> [Task prompt]: Take the data from its first line. Print each line exactly until the line containing "use crate::error::CoreError;" has been printed too.

> [Source information]:

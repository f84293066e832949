//! Wave Trend oscillator
//!
//! ```text
//! ap   = (high + low + close) / 3
//! esa  = EMA(ap, n1)
//! d    = EMA(|ap - esa|, n1)
//! ci   = (ap - esa) / (0.015 * d)      (0 when d == 0)
//! wt1  = tci = EMA(ci, n2)
//! wt2  = SMA(wt1, 4)
//! ```
//!
//! Every call replays the bars it is given from the first one, so the result
//! depends on the input window only. Recursive EMAs never fully forget their
//! seed: two windows ending on the same bar agree once both are longer than
//! [`WaveTrendConfig::min_stable_window`].

use crate::config::WaveTrendConfig;
use crate::data::Bar;
use crate::error::CoreError;
use crate::indicators::{calculate_sma, ema_series};
use serde::{Deserialize, Serialize};
use std::borrow::Cow;

/// Scale constant of the channel index
pub const CI_SCALE: f64 = 0.015;

/// Crossover flags between WT1 and WT2 at one position
#[derive(Debug, Clone, Copy, Default, PartialEq, Eq, Serialize, Deserialize)]
pub struct CrossState {
    /// WT1 was at or below WT2 one step earlier and is above it now
    pub cross_over: bool,
    /// WT1 was at or above WT2 one step earlier and is below it now
    pub cross_under: bool,
}

/// Cross flags at index `i`. Both are false unless WT2 exists at `i - 1` and `i`.
pub fn cross_at(wt1: &[f64], wt2: &[Option<f64>], i: usize) -> CrossState {
    if i == 0 || i >= wt1.len() || i >= wt2.len() {
        return CrossState::default();
    }
    let (Some(prev_wt2), Some(wt2_now)) = (wt2[i - 1], wt2[i]) else {
        return CrossState::default();
    };
    let (prev_wt1, wt1_now) = (wt1[i - 1], wt1[i]);

    CrossState {
        cross_over: prev_wt1 <= prev_wt2 && wt1_now > wt2_now,
        cross_under: prev_wt1 >= prev_wt2 && wt1_now < wt2_now,
    }
}

/// Every intermediate line of a Wave Trend computation, oldest first
#[derive(Debug, Clone, PartialEq)]
pub struct WaveTrendSeries {
    pub timestamps: Vec<i64>,
    pub ap: Vec<f64>,
    pub esa: Vec<f64>,
    pub d: Vec<f64>,
    pub ci: Vec<f64>,
    /// WT1
    pub tci: Vec<f64>,
    /// `None` for the first three positions
    pub wt2: Vec<Option<f64>>,
    /// Positions where `d == 0` and `ci` was forced to zero
    pub zero_deviation: Vec<bool>,
}

impl WaveTrendSeries {
    pub fn len(&self) -> usize {
        self.tci.len()
    }

    pub fn is_empty(&self) -> bool {
        self.tci.is_empty()
    }

    pub fn wt1(&self) -> &[f64] {
        &self.tci
    }

    pub fn cross_at(&self, i: usize) -> CrossState {
        cross_at(&self.tci, &self.wt2, i)
    }

    /// Snapshot of position `i`, classified against `config` thresholds
    pub fn state_at(&self, i: usize, config: &WaveTrendConfig) -> Option<WaveTrendState> {
        if i >= self.len() {
            return None;
        }
        let wt1 = self.tci[i];
        let cross = self.cross_at(i);

        Some(WaveTrendState {
            timestamp: self.timestamps[i],
            ap: self.ap[i],
            esa: self.esa[i],
            d: self.d[i],
            ci: self.ci[i],
            wt1,
            wt2: self.wt2[i],
            overbought1: wt1 >= config.overbought1,
            overbought2: wt1 >= config.overbought2,
            oversold1: wt1 <= config.oversold1,
            oversold2: wt1 <= config.oversold2,
            cross_over: cross.cross_over,
            cross_under: cross.cross_under,
            division_hazard: self.zero_deviation[i],
        })
    }

    /// Snapshot of the most recent position
    pub fn latest(&self, config: &WaveTrendConfig) -> Option<WaveTrendState> {
        self.len().checked_sub(1).and_then(|i| self.state_at(i, config))
    }
}

/// Current Wave Trend reading of a series
#[derive(Debug, Clone, Copy, PartialEq, Serialize, Deserialize)]
pub struct WaveTrendState {
    /// Open time of the bar this reading belongs to
    pub timestamp: i64,
    pub ap: f64,
    pub esa: f64,
    pub d: f64,
    pub ci: f64,
    /// TCI
    pub wt1: f64,
    pub wt2: Option<f64>,
    pub overbought1: bool,
    pub overbought2: bool,
    pub oversold1: bool,
    pub oversold2: bool,
    pub cross_over: bool,
    pub cross_under: bool,
    /// The channel index of this bar hit the zero-deviation guard
    pub division_hazard: bool,
}

/// Stateless Wave Trend calculator (the indicator stage of the pipeline)
#[derive(Debug, Clone, Default)]
pub struct WaveTrendEngine {
    config: WaveTrendConfig,
}

impl WaveTrendEngine {
    pub fn new(config: WaveTrendConfig) -> Result<Self, CoreError> {
        config.validate()?;
        Ok(Self { config })
    }

    pub fn config(&self) -> &WaveTrendConfig {
        &self.config
    }

    /// Replace the configuration; applies to later computations only
    pub fn set_config(&mut self, config: WaveTrendConfig) -> Result<(), CoreError> {
        config.validate()?;
        self.config = config;
        Ok(())
    }

    /// Minimum number of bars for [`compute`](Self::compute)
    pub fn required_bars(&self) -> usize {
        self.config.required_bars()
    }

    /// Compute every line over `bars`, which may be in either time order
    pub fn compute_series(&self, bars: &[Bar]) -> Result<WaveTrendSeries, CoreError> {
        let required = self.required_bars();
        if bars.len() < required {
            return Err(CoreError::InsufficientData {
                required,
                available: bars.len(),
            });
        }

        let bars = chronological(bars);
        let n1 = self.config.channel_length;
        let n2 = self.config.average_length;

        let timestamps: Vec<i64> = bars.iter().map(|b| b.timestamp).collect();
        let ap: Vec<f64> = bars.iter().map(|b| b.typical_price()).collect();
        let esa = ema_series(&ap, n1)?;

        let deviation: Vec<f64> = ap.iter().zip(&esa).map(|(a, e)| (a - e).abs()).collect();
        let d = ema_series(&deviation, n1)?;

        let mut zero_deviation = Vec::with_capacity(ap.len());
        let ci: Vec<f64> = ap
            .iter()
            .zip(&esa)
            .zip(&d)
            .map(|((a, e), dev)| {
                let zero = *dev == 0.0;
                zero_deviation.push(zero);
                if zero {
                    0.0
                } else {
                    (a - e) / (CI_SCALE * dev)
                }
            })
            .collect();

        let tci = ema_series(&ci, n2)?;
        let wt2 = calculate_sma(&tci, WaveTrendConfig::SIGNAL_LENGTH)?;

        Ok(WaveTrendSeries {
            timestamps,
            ap,
            esa,
            d,
            ci,
            tci,
            wt2,
            zero_deviation,
        })
    }

    /// Compute the reading of the most recent bar
    pub fn compute(&self, bars: &[Bar]) -> Result<WaveTrendState, CoreError> {
        let series = self.compute_series(bars)?;
        series.latest(&self.config).ok_or(CoreError::InsufficientData {
            required: self.required_bars(),
            available: 0,
        })
    }
}

/// Borrow `bars` if already ascending, otherwise return an ascending copy
fn chronological(bars: &[Bar]) -> Cow<'_, [Bar]> {
    if bars.windows(2).all(|w| w[0].timestamp <= w[1].timestamp) {
        return Cow::Borrowed(bars);
    }
    let mut sorted = bars.to_vec();
    sorted.sort_by_key(|b| b.timestamp);
    Cow::Owned(sorted)
}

> [Answer space]:
repository f84293066e832949
//! Wave Trend oscillator
//!
//! ```text
//! ap   = (high + low + close) / 3
//! esa  = EMA(ap, n1)
//! d    = EMA(|ap - esa|, n1)
//! ci   = (ap - esa) / (0.015 * d)      (0 when d == 0)
//! wt1  = tci = EMA(ci, n2)
//! wt2  = SMA(wt1, 4)
//! ```
//!
//! Every call replays the bars it is given from the first one, so the result
//! depends on the input window only. Recursive EMAs never fully forget their
//! seed: two windows ending on the same bar agree once both are longer than
//! [`WaveTrendConfig::min_stable_window`].

use crate::config::WaveTrendConfig;
use crate::data::Bar;
use crate::error::CoreError;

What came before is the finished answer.